Afonso Chaves demonstrou uma competência científica e operacional que lhe valeram a eleição, em 1902, para o prestigioso Comité Meteorológico Internacional, entidade precursora da Organização Meteorológica Mundial. O Príncipe do Mónaco convidava-o para as suas digressões científicas pelos Açores e integrou-o, por disposição testamentária, na administração do Museu Oceanográfico do Mónaco e na comissão administrativa para a manutenção das Instituições Oceanográficas do Príncipe de Mónaco.
Para além do observatório que hoje ostenta o seu nome na cidade de Ponta Delgada, instalou em 1911 o Observatório Magnético e Sismológico da Fajã de Cima, na ilha de São Miguel, que incluiu o primeiro sismógrafo permanente do arquipélago. Realizou também os primeiros estudos sobre a temperatura e a densidade da água do mar nos Açores e lançamento dos primeiros balões sonda no Atlântico central.
Alguns dos principais cientistas do seu tempo, entre os quais Théodore Barrois, Gustave Frédéric Dollfus e Robert Latzel, citam-no e fazem-lhe referências elogiosas nas suas obras. Como homenagem, foi dado o seu nome a várias espécies e géneros de crustáceos e peixes.

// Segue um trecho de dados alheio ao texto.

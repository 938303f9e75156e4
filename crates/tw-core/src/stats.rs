//! Bucketed statistics over the session log.
//!
//! A report covers a fixed window of units (7 days, 8 weeks or 6 months)
//! ending with the unit that contains "today". `offset` pages back one whole
//! window at a time. Everything is accumulated in seconds; minutes only
//! appear in the `tracked` and `inactivity` series.

use std::cmp::Reverse;
use std::collections::{BTreeMap, HashMap};

use chrono::{NaiveDate, TimeZone};
use serde::Serialize;
use thiserror::Error;

use crate::clock::{self, Clock, ClockError};
use crate::inactivity::DailyInactivity;
use crate::store::{ActivityStore, ConfigStore, SessionStore, StoreError};
use crate::types::{
    Activity, ActivityId, Category, CognitiveLoad, Period, Priority, Session, UserConfig,
    WeekStart,
};

/// Label used for sessions whose activity no longer exists.
pub const UNKNOWN_ACTIVITY_LABEL: &str = "Unknown";

/// Stats query failures.
#[derive(Debug, Error)]
pub enum StatsError {
    #[error(transparent)]
    Store(#[from] StoreError),

    #[error(transparent)]
    Clock(#[from] ClockError),
}

/// Time tracked against one activity within a unit or window.
#[derive(Debug, Clone, PartialEq, Eq, Serialize)]
#[serde(rename_all = "camelCase")]
pub struct ActivityRow {
    pub activity_id: ActivityId,
    pub label: String,
    /// `None` when the activity could not be resolved.
    pub category: Option<Category>,
    /// `None` when the activity could not be resolved; such rows sort last.
    pub priority: Option<Priority>,
    pub cognitive_load: Option<CognitiveLoad>,
    pub archived: bool,
    pub total_seconds: i64,
    /// Rounded minutes, e.g. `1h 5m`.
    pub total_formatted: String,
    /// Share of the enclosing total, rounded half-up.
    pub percent: i64,
}

impl ActivityRow {
    fn new(activity_id: &ActivityId, activity: Option<&Activity>, seconds: i64, total: i64) -> Self {
        let percent = if total > 0 {
            (seconds * 100 + total / 2) / total
        } else {
            0
        };
        Self {
            activity_id: activity_id.clone(),
            label: activity.map_or_else(|| UNKNOWN_ACTIVITY_LABEL.to_string(), |a| a.label.clone()),
            category: activity.map(|a| a.category),
            priority: activity.map(|a| a.priority),
            cognitive_load: activity.map(|a| a.cognitive_load),
            archived: activity.is_some_and(|a| a.archived),
            total_seconds: seconds,
            total_formatted: clock::format_minutes_label(clock::seconds_to_minutes(seconds)),
            percent,
        }
    }

    fn sort_key(&self) -> (u8, Reverse<i64>, &str, &ActivityId) {
        (
            self.priority.map_or(u8::MAX, Priority::rank),
            Reverse(self.total_seconds),
            self.label.as_str(),
            &self.activity_id,
        )
    }
}

/// One bucket of the window.
#[derive(Debug, Clone, PartialEq, Eq, Serialize)]
#[serde(rename_all = "camelCase")]
pub struct StatsUnit {
    pub label: String,
    /// Local midnight starting the unit, epoch ms.
    pub start_ms: i64,
    /// Local midnight starting the next unit, epoch ms (exclusive).
    pub end_ms: i64,
    pub tracked_seconds: i64,
    pub inactivity_seconds: i64,
    pub rows: Vec<ActivityRow>,
}

/// Result of one stats query.
#[derive(Debug, Clone, PartialEq, Eq, Serialize)]
#[serde(rename_all = "camelCase")]
pub struct StatsReport {
    pub period: Period,
    pub offset: u32,
    pub labels: Vec<String>,
    /// Tracked minutes per unit.
    pub tracked: Vec<i64>,
    /// Inactivity minutes per unit.
    pub inactivity: Vec<i64>,
    pub units: Vec<StatsUnit>,
    /// Per-activity rows across the whole window.
    pub table: Vec<ActivityRow>,
    pub has_prev: bool,
    pub has_next: bool,
}

impl StatsReport {
    /// Tracked seconds across the whole window.
    #[must_use]
    pub fn total_seconds(&self) -> i64 {
        self.units.iter().map(|u| u.tracked_seconds).sum()
    }
}

/// Everything a report is computed from.
#[derive(Debug, Clone, Copy)]
pub struct StatsInput<'a> {
    pub sessions: &'a [Session],
    pub activities: &'a [Activity],
    pub config: &'a UserConfig,
    pub now_ms: i64,
}

/// Reads the stores and clock, then builds reports in a fixed zone.
#[derive(Debug)]
pub struct StatsEngine<'a, S, C, Tz> {
    store: &'a S,
    clock: C,
    tz: Tz,
}

impl<'a, S, C, Tz> StatsEngine<'a, S, C, Tz>
where
    S: ActivityStore + SessionStore + ConfigStore,
    C: Clock,
    Tz: TimeZone,
{
    pub fn new(store: &'a S, clock: C, tz: Tz) -> Self {
        Self { store, clock, tz }
    }

    /// Builds the report for `period`, `offset` windows back from now.
    pub fn stats(&self, period: Period, offset: u32) -> Result<StatsReport, StatsError> {
        let sessions = self.store.sessions()?;
        let activities = self.store.activities()?;
        let config = self.store.user_config()?;
        let input = StatsInput {
            sessions: &sessions,
            activities: &activities,
            config: &config,
            now_ms: self.clock.now_ms(),
        };
        let report = build_report(&input, &self.tz, period, offset)?;
        tracing::debug!(
            period = %period,
            offset,
            sessions = sessions.len(),
            tracked_seconds = report.total_seconds(),
            "stats computed"
        );
        Ok(report)
    }
}

/// Computes a report without touching any store.
pub fn build_report<Tz: TimeZone>(
    input: &StatsInput<'_>,
    tz: &Tz,
    period: Period,
    offset: u32,
) -> Result<StatsReport, StatsError> {
    let today = clock::local_date(tz, input.now_ms)?;
    let dates = window_dates(period, input.config.week_start, today, offset)?;
    let bounds: Vec<i64> = dates.iter().map(|d| clock::start_of_day(tz, *d)).collect();
    let unit_count = dates.len() - 1;

    let mut per_unit: Vec<BTreeMap<&ActivityId, i64>> = vec![BTreeMap::new(); unit_count];
    for session in input.sessions {
        let Some(unit) = unit_index(&bounds, session.session_start) else {
            continue;
        };
        *per_unit[unit].entry(&session.activity_id).or_default() += session.tracked_seconds();
    }

    let by_id: HashMap<&ActivityId, &Activity> =
        input.activities.iter().map(|a| (&a.id, a)).collect();
    let lookup = |id: &ActivityId| by_id.get(id).copied();
    if let Some(missing) = per_unit
        .iter()
        .flat_map(BTreeMap::keys)
        .find(|id| lookup(**id).is_none())
    {
        tracing::warn!(activity = %missing, "sessions reference an unknown activity");
    }

    let inactivity =
        DailyInactivity::build(input.sessions, input.config.daily_work_targets, tz, today)?;

    let mut window_totals: BTreeMap<&ActivityId, i64> = BTreeMap::new();
    let mut units = Vec::with_capacity(unit_count);
    for (index, totals) in per_unit.iter().enumerate() {
        let tracked_seconds: i64 = totals.values().sum();
        let rows = sorted_rows(totals, tracked_seconds, lookup);
        for (id, seconds) in totals {
            *window_totals.entry(*id).or_default() += *seconds;
        }
        units.push(StatsUnit {
            label: unit_label(period, dates[index]),
            start_ms: bounds[index],
            end_ms: bounds[index + 1],
            tracked_seconds,
            inactivity_seconds: inactivity.for_range(dates[index], dates[index + 1]),
            rows,
        });
    }

    let window_total: i64 = window_totals.values().sum();
    let table = sorted_rows(&window_totals, window_total, lookup);
    let earliest = input.sessions.iter().map(|s| s.session_start).min();

    Ok(StatsReport {
        period,
        offset,
        labels: units.iter().map(|u| u.label.clone()).collect(),
        tracked: units
            .iter()
            .map(|u| clock::seconds_to_minutes(u.tracked_seconds))
            .collect(),
        inactivity: units
            .iter()
            .map(|u| clock::seconds_to_minutes(u.inactivity_seconds))
            .collect(),
        units,
        table,
        has_prev: earliest.is_some_and(|first| first < bounds[0]),
        has_next: offset > 0,
    })
}

/// The `unit_count + 1` boundary dates of the window, oldest first.
fn window_dates(
    period: Period,
    week_start: WeekStart,
    today: NaiveDate,
    offset: u32,
) -> Result<Vec<NaiveDate>, ClockError> {
    let n = i64::from(period.unit_count());
    let anchor = match period {
        Period::Daily => today,
        Period::Weekly => clock::start_of_week(today, week_start),
        Period::Monthly => clock::start_of_month(today),
    };
    let shift = |date: NaiveDate, units: i64| match period {
        Period::Daily => clock::add_days(date, units),
        Period::Weekly => clock::add_days(date, units * 7),
        Period::Monthly => clock::add_months(date, units),
    };
    let newest = shift(anchor, -i64::from(offset) * n)?;
    (0..=n).map(|k| shift(newest, k - (n - 1))).collect()
}

fn unit_index(bounds: &[i64], ts_ms: i64) -> Option<usize> {
    let after = bounds.partition_point(|b| *b <= ts_ms);
    if after == 0 || after == bounds.len() {
        return None;
    }
    Some(after - 1)
}

fn unit_label(period: Period, start: NaiveDate) -> String {
    match period {
        Period::Daily | Period::Weekly => start.format("%-m/%-d").to_string(),
        Period::Monthly => start.format("%-m/%Y").to_string(),
    }
}

fn sorted_rows<'a>(
    totals: &BTreeMap<&ActivityId, i64>,
    total: i64,
    lookup: impl Fn(&ActivityId) -> Option<&'a Activity>,
) -> Vec<ActivityRow> {
    let mut rows: Vec<ActivityRow> = totals
        .iter()
        .map(|(id, seconds)| ActivityRow::new(id, lookup(*id), *seconds, total))
        .collect();
    rows.sort_by(|a, b| a.sort_key().cmp(&b.sort_key()));
    rows
}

Afonso Chaves integrou diversas comissões e associações internacionais, entre as quais a Comissão Internacional para a Exploração Científica do Oceano Atlântico, o Comité Meteorológico Internacional e a Associação Meteorológica Internacional.
Falecido em Ponta Delgada no ano de 1926, Afonso Chaves deixou uma vasta obra científica dispersa por múltiplas publicações, incluindo algumas das mais prestigiosas revistas científicas da época. O seu trabalho na meteorologia e na sismologia, nos quais seria seguido por José Agostinho, fizeram dele um dos maiores cientistas açorianos de sempre.
Em sua homenagem, e com o fim de dar continuação aos seus estudos, foi criada em 1932 a Sociedade de Estudos Açorianos Afonso Chaves, a qual se dedica aos estudas nas áreas da Meteorologia, Geologia, Botânica, Zoologia, História, Etnografia e Artes Plásticas. A sociedade publica a revista Açoreana onde se encontram importantes artigos sobre Geologia, Geofísica, História Natural e Etnografia dos Açores e das ilhas atlânticas. A sua publicação iniciou-se em 1934 e manteve-se com regularidade até 1964, tendo reaparecido em 1981, agora centrada nas áreas da Geologia, Geofísica, Zoologia e Biologia.